Slashdot Mirror


Working Bayesian Mail Filter

zonker writes "A real, working honest to god Bayesian spam filter. I've been waiting for something like this for a while (since I first read Paul Graham's research paper on this very topic a few weeks ago). Well here's POPFile, a small but extremely effective Perl script that runs on just about any system Perl does. After just a little training was I able to get very effective filtering out of it. From what I understand the new email client that comes with OS X Jaguar has a feature similar to this, but I don't know if it is true Bayesian. Hopefully this kind of feature will become more prevalant in client software as I see the Google results for it are growing."

12 of 312 comments (clear)

  1. spambayes.sf.net by supton · · Score: 5, Informative

    Saw this a few weeks back... Spam filter in Python using Naive Bayes.

  2. Mozilla in Process of adding Bayesian filter by AT · · Score: 5, Interesting

    The mozilla mail client is getting a Bayesian mail filter, too. See http://bugzilla.mozilla.org/show_bug.cgi?id=163188 . Unfortunately, it probably won't show up until after version 1.2 is released.

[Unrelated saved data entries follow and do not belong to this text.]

use chrono::{DateTime, Utc};
use serde::{Deserialize, Serialize};
use std::collections::BTreeMap;

/// Structured content extracted from one fetched page
///
/// Records are created once by the crawler and never mutated. `word_count` is
/// always the whitespace-token count of `text_content`; use [`PageRecord::new`]
/// to keep the two in step.
#[derive(Debug, Clone, PartialEq, Serialize, Deserialize)]
#[serde(rename_all = "camelCase")]
pub struct PageRecord {
    pub url: String,
    pub title: String,
    pub headings: Vec<String>,
    pub paragraphs: Vec<String>,
    /// Same-domain outbound links, deduplicated, in first-occurrence order
    pub links: Vec<String>,
    pub metadata: BTreeMap<String, String>,
    pub fetched_at: DateTime<Utc>,
    pub word_count: usize,
    pub text_content: String,
}

impl PageRecord {
    /// Creates a record, deriving `word_count` from `text_content`
    pub fn new(
        url: impl Into<String>,
        title: impl Into<String>,
        headings: Vec<String>,
        paragraphs: Vec<String>,
        links: Vec<String>,
        metadata: BTreeMap<String, String>,
        text_content: impl Into<String>,
    ) -> Self {
        let text_content = text_content.into();
        Self {
            url: url.into(),
            title: title.into(),
            headings,
            paragraphs,
            links,
            metadata,
            fetched_at: Utc::now(),
            word_count: count_words(&text_content),
            text_content,
        }
    }
}

/// Number of whitespace-separated tokens in `text`
pub fn count_words(text: &str) -> usize {
    text.split_whitespace().count()
}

  3. Bayesian? Wow!!! I'm sooo excited. (Irony!) by davids-world.com · · Score: 5, Interesting
    A true Bayesian filter, wow. Let's face it, statistical classifiers based von Bayes' formula are not really state of the art. They make false assumptions about the data (independence of features).

    More intelligent classification algorithms can solve non-linear problems far better. Check out Kernel Machines and, somewhat older, Maximum Entropy models.

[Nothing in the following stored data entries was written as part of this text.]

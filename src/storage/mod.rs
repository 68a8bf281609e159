//! Storage module for persisting knowledge bases
//!
//! This module handles all file operations for the pipeline, including:
//! - Writing knowledge bases and enhanced knowledge bases as pretty JSON
//! - Writing the plain-text report next to them
//! - Loading either JSON document back as a searchable corpus

mod json;
mod traits;

pub use json::{load_corpus, load_knowledge_base, safe_domain, JsonStore};
pub use traits::{KnowledgeStore, StorageError, StorageResult};
use crate::linguistics::LinguisticResources;

const VOWELS: &[char] = &['a', 'e', 'i', 'o', 'u', 'y'];

/// Estimates syllables in a word from its vowel runs
///
/// # Examples
///
/// ```
/// use sitelore::enrich::count_syllables;
///
/// assert_eq!(count_syllables("hello"), 2);
/// assert_eq!(count_syllables("cake"), 1);
/// assert_eq!(count_syllables("the"), 1);
/// ```
pub fn count_syllables(word: &str) -> usize {
    let chars: Vec<char> = word.to_lowercase().chars().collect();
    let Some(&first) = chars.first() else {
        return 1;
    };

    let is_vowel = |c: &char| VOWELS.contains(c);

    let mut count: isize = if is_vowel(&first) { 1 } else { 0 };
    count += chars
        .windows(2)
        .filter(|pair| is_vowel(&pair[1]) && !is_vowel(&pair[0]))
        .count() as isize;

    if chars.last() == Some(&'e') {
        count -= 1;
    }

    count.max(1) as usize
}

/// Flesch Reading Ease over the given sentences, clamped to [0, 100]
///
/// Only tokens containing a letter or digit count as words. Returns 0.0 when
/// there are no sentences or no words.
pub fn flesch_reading_ease(resources: &dyn LinguisticResources, sentences: &[String]) -> f64 {
    if sentences.is_empty() {
        return 0.0;
    }

    let words: Vec<String> = sentences
        .iter()
        .flat_map(|sentence| resources.tokenize_words(sentence))
        .filter(|token| token.chars().any(char::is_alphanumeric))
        .collect();

    if words.is_empty() {
        return 0.0;
    }

    let syllables: usize = words.iter().map(|w| count_syllables(w)).sum();
    let words_per_sentence = words.len() as f64 / sentences.len() as f64;
    let syllables_per_word = syllables as f64 / words.len() as f64;

    let score = 206.835 - 1.015 * words_per_sentence - 84.6 * syllables_per_word;
    score.clamp(0.0, 100.0)
}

    Enough nerd talk for today :-)

  4. Forget Bayes by Evil+Adrian · · Score: 5, Funny

    We need the Stalin Mail Filter (TM) -- it detects spam, hunts down the spammer, and exiles them to Siberia.

    --
    evil adrian
  5. Re:Whas that? by Evil+Adrian · · Score: 5, Funny

    If you had just clicked the POPFile link, you would see the explanation.

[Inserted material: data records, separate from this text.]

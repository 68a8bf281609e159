use crate::enrich::frequency::most_common;
use crate::linguistics::LinguisticResources;
use std::collections::BTreeMap;

/// Lowercased alphabetic tokens longer than two characters that are not stop words
pub fn content_words(resources: &dyn LinguisticResources, text: &str) -> Vec<String> {
    resources
        .tokenize_words(&text.to_lowercase())
        .into_iter()
        .filter(|word| {
            word.chars().count() > 2
                && word.chars().all(char::is_alphabetic)
                && !resources.is_stop_word(word)
        })
        .collect()
}

/// Returns the `max_keywords` most frequent lemmatized content words
///
/// Ties are broken by first occurrence in the text.
pub fn extract_keywords(
    resources: &dyn LinguisticResources,
    text: &str,
    max_keywords: usize,
) -> Vec<String> {
    let lemmas = content_words(resources, text)
        .iter()
        .map(|word| resources.lemmatize(word))
        .collect::<Vec<_>>();

    most_common(lemmas, max_keywords)
        .into_iter()
        .map(|(word, _)| word)
        .collect()
}

/// Counts non-lemmatized content words across sentences, keeping the top `limit`
pub fn word_frequencies(
    resources: &dyn LinguisticResources,
    sentences: &[String],
    limit: usize,
) -> BTreeMap<String, usize> {
    let words = sentences
        .iter()
        .flat_map(|sentence| content_words(resources, sentence));

    most_common(words, limit).into_iter().collect()
}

    Initiative is your friend.

    Hyperlinks are your friend.

    Don't be afraid, just click.

    --
    evil adrian
  6. Re:Whas that? by dvk · · Score: 5, Informative
    From what I understand, it is a mail filter which determines what to filter out based on a statistics-based machine learning system called "Bayesian Learning".

    A couple of URLs quickly found on Google:
    http://www.faqs.org/faqs/ai-faq/neural-nets/part3/ section-7.html
    http://www.csse.monash.edu.au/courseware/cse5230/a ssets/images/week09.pdf

    Also, any decent AI/machine learning textbook ought to cover the topic.

    -DVK

    --
    "The right to figure things out for yourself is the only true freedom everyone shares. Go use it"-R.A.Heinlein
  7. Re:Sure it's promising by outlier · · Score: 5, Informative

    While spammers will undoubtedly continue to refine the content of their messages, one of the strengths of using a Bayesian filter like this is that it uses the user's own spam and non-spam (ham) as the basis for its calculations. This means that messages are categorized not only by whether they contain spammy words, but also whether they contain the hammy words from your own messages. So, even if spammers could refrain from using words like "free" "mortgage" "sluts" and "spam", they probably wouldn't use words that discriminate your own ham from others (e.g., if you are a computer scientist, your mail may include hammy words like "algorithm" "compile" "project" or "stargate" that would help distinguish ham from spam. The challenge to the spammer would then be to target you with spam that looks like *your* ham (which is probably different from the ham of others).

    Future systems (assuming faster processors and more HD space) could include semantic analysis (e.g., Latent Semantic Analysis) to do an even better job and go beyond the word level.

  8. Re:Bayes Explained by johnynek · · Score: 5, Informative

    That's /. for you. You guys have modded up to 5 a post that is wrong in both of the equations it posts.

    It should be:

    Pr(h|D) = Pr(D|h) * Pr(h) / Pr(D)

    and:

    Pr("SPAM"|Email) = Pr(Email|"SPAM") * (proportion of spam) / (probability of getting this paticular Email)

    --
    jabber: johnynek@jabber.org
  9. Re:Whas that? by sfe_software · · Score: 5, Informative

    If you had just clicked the POPFile link, you would see the explanation.

    I also highly recommend this link, as it goes into quite a lot of detail on this filtering technique. After reading it, I am going to give the Perl variation a shot.

    --
    NGWave - Fast Sound Editor for Windows
  10. Missing the point? by crisco · · Score: 5, Informative
    I think lots of people here are missing the point of POPFile. Everyone is happy to point out that there are already several assorted solutions to Bayesian mail filtering in many different languages. Nearly all of these work on the mail server. Now lots of us are qualified and interested in setting up our own mail server, customizing the mail processing our own One True Way and happily enjoying an inbox free of spam. But the average windows user has no idea how to set up a mail server. Others could easily do it but feel their time is better spent on other things, not admining a mail server.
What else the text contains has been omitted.